And dosing with vitamin c in performance dogs was not something only my grandfather knew..... He was the first one I saw do it. But it is pretty common in performance circles. Outdoors Life did an article on a study in 1990. 

There are other studies showing that supplimenting vitamin C supports both skeletal and soft tissue function and repair. 
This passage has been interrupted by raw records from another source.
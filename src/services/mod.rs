pub mod charges;
pub mod entitlements;
pub mod ledger;
pub mod reconciliation;
pub mod scheduler;
pub mod transfers;
pub mod virtual_accounts;

pub use charges::CardPayments;
pub use entitlements::{EntitlementDispatcher, EntitlementSink};
pub use ledger::{ApplyOutcome, LedgerError, NotificationInput, TransactionLedger};
pub use reconciliation::ReconciliationEngine;
pub use scheduler::JobScheduler;
pub use transfers::TransferEngine;
pub use virtual_accounts::VirtualAccountManager;

use chrono::{DateTime, Utc};
use sqlx::PgPool;
use std::sync::Arc;
use thiserror::Error;

use crate::adapters::memory::MemoryStore;
use crate::adapters::{
    PostgresJobRepository, PostgresLedgerRepository, PostgresVirtualAccountRepository,
};
use crate::domain::TransitionSource;
use crate::gateway::units::AmountUnit;
use crate::gateway::PaymentGateway;
use crate::ports::{JobRepository, LedgerRepository, OutboxRepository, VirtualAccountRepository};
use crate::webhook::payload::{AuthenticatedWebhook, EventFamily};
use entitlements::EntitlementPolicy;
use ledger::LedgerPolicy;
use reconciliation::ReconciliationPolicy;
use transfers::TransferPolicy;
use virtual_accounts::{VirtualAccountError, VirtualAccountPolicy};

/// Storage behind every service.
#[derive(Clone)]
pub struct Repositories {
    pub ledger: Arc<dyn LedgerRepository>,
    pub outbox: Arc<dyn OutboxRepository>,
    pub virtual_accounts: Arc<dyn VirtualAccountRepository>,
    pub jobs: Arc<dyn JobRepository>,
}

impl Repositories {
    pub fn postgres(pool: PgPool) -> Self {
        let ledger = Arc::new(PostgresLedgerRepository::new(pool.clone()));
        Self {
            ledger: ledger.clone(),
            outbox: ledger,
            virtual_accounts: Arc::new(PostgresVirtualAccountRepository::new(pool.clone())),
            jobs: Arc::new(PostgresJobRepository::new(pool)),
        }
    }

    /// All ports over one in-memory store, returned alongside for seeding.
    pub fn in_memory() -> (Self, Arc<MemoryStore>) {
        let store = Arc::new(MemoryStore::new());
        let repos = Self {
            ledger: store.clone(),
            outbox: store.clone(),
            virtual_accounts: store.clone(),
            jobs: store.clone(),
        };
        (repos, store)
    }
}

#[derive(Debug, Clone, Copy, Default)]
pub struct ServicePolicies {
    pub ledger: LedgerPolicy,
    pub entitlements: EntitlementPolicy,
    pub virtual_accounts: VirtualAccountPolicy,
    pub transfers: TransferPolicy,
    pub reconciliation: ReconciliationPolicy,
}

impl ServicePolicies {
    pub fn from_config(config: &crate::config::Config) -> Self {
        let tolerance = config.amount_tolerance;
        Self {
            ledger: LedgerPolicy {
                amount_tolerance: tolerance,
                ..LedgerPolicy::default()
            },
            entitlements: EntitlementPolicy::default(),
            virtual_accounts: VirtualAccountPolicy {
                max_active: config.va_max_active,
                min_duration: chrono::Duration::minutes(config.va_min_duration_mins),
                max_duration: chrono::Duration::minutes(config.va_max_duration_mins),
                ..VirtualAccountPolicy::default()
            },
            transfers: TransferPolicy {
                limits: config.transfer_limits,
                fees: config.fees,
                batch_max: config.transfer_batch_max,
                ..TransferPolicy::default()
            },
            reconciliation: ReconciliationPolicy {
                timeout: chrono::Duration::hours(config.reconciliation_timeout_hours),
                amount_tolerance: tolerance,
                ..ReconciliationPolicy::default()
            },
        }
    }
}

#[derive(Debug, Error)]
pub enum DispatchError {
    #[error("notification is not usable: {0}")]
    Payload(String),
    #[error("no transaction for account number {0}")]
    UnknownAccount(String),
    #[error(transparent)]
    Ledger(#[from] LedgerError),
    #[error(transparent)]
    VirtualAccount(#[from] VirtualAccountError),
}

/// The settlement components wired over one set of repositories and one gateway.
#[derive(Clone)]
pub struct SettlementServices {
    pub repositories: Repositories,
    pub ledger: Arc<TransactionLedger>,
    pub entitlements: Arc<EntitlementDispatcher>,
    pub virtual_accounts: Arc<VirtualAccountManager>,
    pub transfers: Arc<TransferEngine>,
    pub charges: Arc<CardPayments>,
    pub reconciliation: Arc<ReconciliationEngine>,
}

impl SettlementServices {
    pub fn new(
        repositories: Repositories,
        gateway: Arc<dyn PaymentGateway>,
        sink: Arc<dyn EntitlementSink>,
        policies: ServicePolicies,
    ) -> Self {
        let entitlements = Arc::new(EntitlementDispatcher::new(
            repositories.outbox.clone(),
            sink,
            policies.entitlements,
        ));
        let ledger = Arc::new(TransactionLedger::new(
            repositories.ledger.clone(),
            entitlements.clone(),
            policies.ledger,
        ));
        let virtual_accounts = Arc::new(VirtualAccountManager::new(
            repositories.virtual_accounts.clone(),
            ledger.clone(),
            gateway.clone(),
            policies.virtual_accounts,
        ));
        let transfers = Arc::new(TransferEngine::new(
            ledger.clone(),
            repositories.ledger.clone(),
            gateway.clone(),
            policies.transfers,
        ));
        let charges = Arc::new(CardPayments::new(ledger.clone(), gateway.clone()));
        let reconciliation = Arc::new(ReconciliationEngine::new(
            ledger.clone(),
            repositories.ledger.clone(),
            gateway,
            virtual_accounts.clone(),
            policies.reconciliation,
        ));

        Self {
            repositories,
            ledger,
            entitlements,
            virtual_accounts,
            transfers,
            charges,
            reconciliation,
        }
    }

    /// Route an authenticated webhook to the component that owns its transaction.
    pub async fn handle_webhook(
        &self,
        hook: &AuthenticatedWebhook,
        unit: AmountUnit,
        now: DateTime<Utc>,
    ) -> Result<ApplyOutcome, DispatchError> {
        let notification = hook.notification(unit).map_err(DispatchError::Payload)?;
        let input = NotificationInput::new(notification.status, TransitionSource::Webhook)
            .amount(notification.amount)
            .gateway_ref(notification.gateway_ref.clone())
            .sender_name(notification.sender_name.clone())
            .expect_kinds(notification.family.kinds());

        match notification.family {
            EventFamily::Deposit => {
                let reference = if notification.reference.is_empty() {
                    let account_number = notification.account_number.clone().unwrap_or_default();
                    self.virtual_accounts
                        .reference_for_account_number(&account_number)
                        .await?
                        .ok_or(DispatchError::UnknownAccount(account_number))?
                } else {
                    notification.reference.clone()
                };
                Ok(self
                    .virtual_accounts
                    .handle_notification(&reference, &input, now)
                    .await?)
            }
            EventFamily::Charge | EventFamily::Transfer => {
                if notification.reference.is_empty() {
                    return Err(DispatchError::Payload("data.reference is required".to_string()));
                }
                Ok(self
                    .ledger
                    .apply_notification(&notification.reference, &input, now)
                    .await?)
            }
        }
    }
}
http://www.workingdogs.com/doc0039.htm
http://www.outdoorlife.com/article/Hunting/Food-for-Hunting-Season

BTW its Guinea pigs that cannot produce vitamin C.


----------



## shets114 (Sep 10, 2008)

After paying $100.00 plus for a freezer for the dog. ??how much for electric a month to keep it frozen. ?? how much to run around to get the best deal on your cheaper meat. Not to mention your time. I'm not sure about yours but mine is a premium. 
Not sure how Raw can be much cheaper than kibble. As far as Vet bills. I've been feeding kibble for years and the only vet bills I have are to go for a rabies shot and a yearly check up. Ohhh. I did have a dog bitten by a husky near the eye and tore it's lid. Wasn't cheap but don't think anything would have prevented it other than not letting her socialize with others. To bad the other dog wasn't very social.


----------



## JohnnyBandit (Sep 19, 2008)

Criosphynx said:


> hahah PWNED.
> 
> 
> I think you'll find that no matter your expertise, RFD not going to take anything you say seriously.
> ...


Thanks on the complement.....

BTW I am new here and have no intention of causing a rift.......I also do not claim or hope to know everything about anything...... But I am real and don't talk smack about things I have not either experienced first hand on done considerable research on. 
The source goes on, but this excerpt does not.